Real life, learning, and improvement, unfortunately, don’t work that way. Whether looking at physical or mental hobbies, our minds eventually reach a point of oversaturation. There is only so much we can learn in a short amount of time before we need time off and relaxation. Studies have shown that even smaller breaks can allow us to process what we’ve learned better, as our minds and bodies unconsciously adapt.
If we keep trudging away at something, we don’t allow ourselves to consolidate what we’ve learned. We pile more and more on top, and when we try to use what we think we should have learned, we get frustrated. Over time, this frustration is internalized, and it becomes burnout. If burnout affects us deeply, then even thinking of the hobbies we used to love can bring to mind negative emotions, which can stop us from jumping back in.
Avoiding the Issue
The best solution to burnout is also the most obvious one, but it’s still something we overlook. Simply put, this is taking off to relax. Depending on your hobby, these breaks can be selected when you run into an obstacle, or placed before you begin for situations you think are fair.
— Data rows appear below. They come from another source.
impl<C: ImageGenerationClient> Generator<C> {
    /// Build a generator; the journal stays open until the end of each batch.
    pub fn new(
        client: C,
        engine: PromptEngine,
        color_source: ColorSource,
        settings: BatchSettings,
        journal: Journal,
    ) -> Self {
        Self::with_rng(
            client,
            engine,
            color_source,
            settings,
            journal,
            StdRng::seed_from_u64(rand::random()),
        )
    }

    /// Like [`Generator::new`] with a caller provided RNG, for reproducible runs.
    pub fn with_rng(
        client: C,
        engine: PromptEngine,
        color_source: ColorSource,
        settings: BatchSettings,
        mut journal: Journal,
        rng: StdRng,
    ) -> Self {
        journal.info("Initializing Alien Ceramics Generator");
        journal.info(format!("Prompt profile: {:?}", engine.profile()));
        match &color_source {
            ColorSource::Ledger(ledger) => journal.info(format!(
                "Color manager initialized with {} colors",
                ledger.requested_colors().len()
            )),
            ColorSource::Uniform(colors) => {
                journal.info(format!("Using {} supplied colors", colors.len()))
            }
            ColorSource::Harmonic { ceramic_type } => journal.info(format!(
                "Using automatic color selection ({})",
                ceramic_type.map_or("random type".to_string(), |t| t.to_string())
            )),
        }
        Self {
            client,
            engine,
            color_source,
            settings,
            journal,
            rng,
        }
    }

    /// The color strategy, including its usage ledger.
    pub fn color_source(&self) -> &ColorSource {
        &self.color_source
    }

    /// The journal entries are written to.
    pub fn journal(&self) -> &Journal {
        &self.journal
    }

    /// The client requests go to.
    pub fn client(&self) -> &C {
        &self.client
    }

    /// The number of items a batch of `count` will actually run.
    pub fn effective_count(&self, count: usize) -> usize {
        count.max(self.color_source.minimum_batch_size())
    }

    fn resolve_seed(&mut self, seed: Option<u32>) -> u32 {
        seed.unwrap_or_else(|| self.rng.random_range(0..SEED_UPPER_BOUND))
    }

    fn max_dimension(&self) -> Option<u32> {
        match (self.settings.max_dimension, self.client.max_dimension()) {
            (Some(a), Some(b)) => Some(a.min(b)),
            (a, b) => a.or(b),
        }
    }

    /// Generate `count` items into `output_dir`.
    ///
    /// Rate limited items are retried in place, failed items are dropped, and
    /// an authentication failure ends the batch with what was saved so far.
    pub async fn generate_batch(
        &mut self,
        count: usize,
        output_dir: &Path,
        seed: Option<u32>,
    ) -> Result<Vec<GenerationResult>, CeramicsError> {
        self.journal
            .info(format!("Starting batch generation of {count} images"));

        let total = self.effective_count(count);
        if total > count {
            self.journal.warn(format!(
                "Increasing number of images from {count} to {total} to ensure all colors are used"
            ));
        }

        fs::create_dir_all(output_dir)?;
        self.journal
            .info(format!("Output directory: {}", output_dir.display()));

        let mut results = Vec::new();
        let mut skipped = 0usize;
        for index in 0..total {
            match self
                .generate_item(index, total, output_dir, seed, &mut results)
                .await
            {
                ItemOutcome::Saved => {}
                ItemOutcome::Skipped => skipped += 1,
                ItemOutcome::Aborted => {
                    self.journal.error(format!(
                        "Aborting batch after item {}, {} image(s) saved",
                        index + 1,
                        results.len()
                    ));
                    break;
                }
            }
        }

        self.journal.info(format!(
            "Batch finished: {} image(s) saved, {skipped} item(s) skipped",
            results.len()
        ));
        if let Some(ledger) = self.color_source.ledger() {
            for (color, times) in ledger.usage_summary() {
                self.journal.info(format!("Color usage: {color}: {times} times"));
            }
        }
        self.journal.finish();
        Ok(results)
    }

    async fn generate_item(
        &mut self,
        index: usize,
        total: usize,
        output_dir: &Path,
        seed: Option<u32>,
        results: &mut Vec<GenerationResult>,
    ) -> ItemOutcome {
        // PENDING -> COMPOSED
        let aspect_ratio = AspectRatio::random(&mut self.rng);
        let composed = self
            .engine
            .compose(aspect_ratio, &mut self.color_source, &mut self.rng);
        let seed = self.resolve_seed(seed);
        let (width, height) = aspect_ratio.clamped_dimensions(self.max_dimension());
        let request = GenerationRequest {
            prompt: composed.text.clone(),
            seed,
            steps: self.settings.sampling.steps,
            cfg_scale: self.settings.sampling.cfg_scale,
            width,
            height,
            samples: self.settings.sampling.samples,
            sampler: self.settings.sampling.sampler,
        };
        self.log_composed(index, total, aspect_ratio, &composed, &request);
        self.journal.debug(format!(
            "Request: seed={} steps={} cfg_scale={} samples={} sampler={}",
            request.seed, request.steps, request.cfg_scale, request.samples, request.sampler
        ));

        // COMPOSED -> SUBMITTED, retrying in place while rate limited
        let mut retries = 0u32;
        loop {
            let started = Instant::now();
            let outcome = self.client.generate(&request).await;
            match outcome {
                Ok(artifacts) => {
                    let elapsed = started.elapsed();
                    let saved = self.save_artifacts(
                        index,
                        output_dir,
                        aspect_ratio,
                        &composed,
                        &request,
                        artifacts,
                        elapsed,
                        results,
                    );
                    if saved == ItemOutcome::Saved {
                        tokio::time::sleep(self.settings.success_delay).await;
                    }
                    return saved;
                }
                Err(err) if err.is_retryable() => {
                    retries += 1;
                    let policy = self.settings.rate_limit;
                    if policy.exhausted(retries) {
                        self.journal.error(format!(
                            "Error generating image {}: still rate limited after {} retries ({err})",
                            index + 1,
                            retries - 1
                        ));
                        return ItemOutcome::Skipped;
                    }
                    let delay = policy.delay_for(retries);
                    self.journal.warn(format!(
                        "Rate limit reached. Waiting {:.1}s before retrying image {}...",
                        delay.as_secs_f64(),
                        index + 1
                    ));
                    tokio::time::sleep(delay).await;
                }
                Err(GenerationError::Authentication(message)) => {
                    self.journal
                        .error(format!("Authentication failed: {message}"));
                    return ItemOutcome::Aborted;
                }
                Err(err) => {
                    self.journal
                        .error(format!("Error generating image {}: {err}", index + 1));
                    return ItemOutcome::Skipped;
                }
            }
        }
    }

    fn log_composed(
        &mut self,
        index: usize,
        total: usize,
        aspect_ratio: AspectRatio,
        composed: &ComposedPrompt,
        request: &GenerationRequest,
    ) {
        self.journal
            .info(format!("Generating image {}/{total}", index + 1));
        self.journal
            .info(format!("Aspect Ratio: {}", aspect_ratio.name()));
        self.journal
            .info(format!("Primary Color: {}", composed.color));
        if let Some(classification) = &composed.classification {
            self.journal.info(format!(
                "Cosmic Classification: {}",
                classification.category
            ));
            if let Some(scale) = &classification.scale {
                self.journal.info(format!("Scale Category: {scale}"));
            }
        }
        self.journal.info(format!(
            "Dimensions: {}x{}",
            request.width, request.height
        ));
        self.journal.info(format!("Prompt: {}", composed.text));
    }

    // SUBMITTED -> SAVED, or SKIPPED when an artifact cannot be written
    #[allow(clippy::too_many_arguments)]
    fn save_artifacts(
        &mut self,
        index: usize,
        output_dir: &Path,
        aspect_ratio: AspectRatio,
        composed: &ComposedPrompt,
        request: &GenerationRequest,
        artifacts: Vec<Artifact>,
        elapsed: Duration,
        results: &mut Vec<GenerationResult>,
    ) -> ItemOutcome {
        if artifacts.is_empty() {
            self.journal.error(format!(
                "Error generating image {}: no artifacts returned",
                index + 1
            ));
            return ItemOutcome::Skipped;
        }

        let color_tag = self
            .color_source
            .is_caller_supplied()
            .then_some(composed.color.as_str());

        for (artifact_index, artifact) in artifacts.into_iter().enumerate() {
            let filename =
                output_dir.join(artifact_filename(index, color_tag, aspect_ratio, artifact_index));
            if let Err(err) = fs::write(&filename, &artifact.binary) {
                self.journal.error(format!(
                    "Unexpected error saving {}: {err}",
                    filename.display()
                ));
                return ItemOutcome::Skipped;
            }

            self.journal
                .info(format!("Saved image to: {}", filename.display()));
            self.journal.info(format!(
                "Generation time: {:.2}s",
                elapsed.as_secs_f64()
            ));
            results.push(GenerationResult {
                filename,
                prompt: composed.text.clone(),
                aspect_ratio,
                dimensions: format!("{}x{}", request.width, request.height),
                seed: Some(artifact.seed.unwrap_or(u64::from(request.seed))),
                generation_time: elapsed,
                color: Some(composed.color.clone()),
            });
        }

        self.journal
            .info(format!("Successfully generated image {}", index + 1));
        ItemOutcome::Saved
    }
}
Consider the hobby of playing roulette as an example. If we get tired in a game like this, we’re more inclined to make poorly considered bets, so it’s important to set limits before you get started. In this instance, restrictions could come in the form of a betting limit, at which point you leave for the day. Since you set your bankroll before you began, you can be sure this would be a good stopping point.
For something creative like drawing, your limit might have to be more based on emotional self-awareness. As soon as you get frustrated, you might notice yourself repeating mistakes. Rather than power through, it can be best to put your pens or paint away for the day, to start fresh without having your efforts tainted by negativity.
While it would be nice, burnout is not an issue that has a one-size-fits-all solution. Make no mistake, practically everyone can find respite in taking a break, but exactly what form this break takes will depend on you. Look up what others try, experiment, and you’ll be able to spend more time and get even further with the things you love.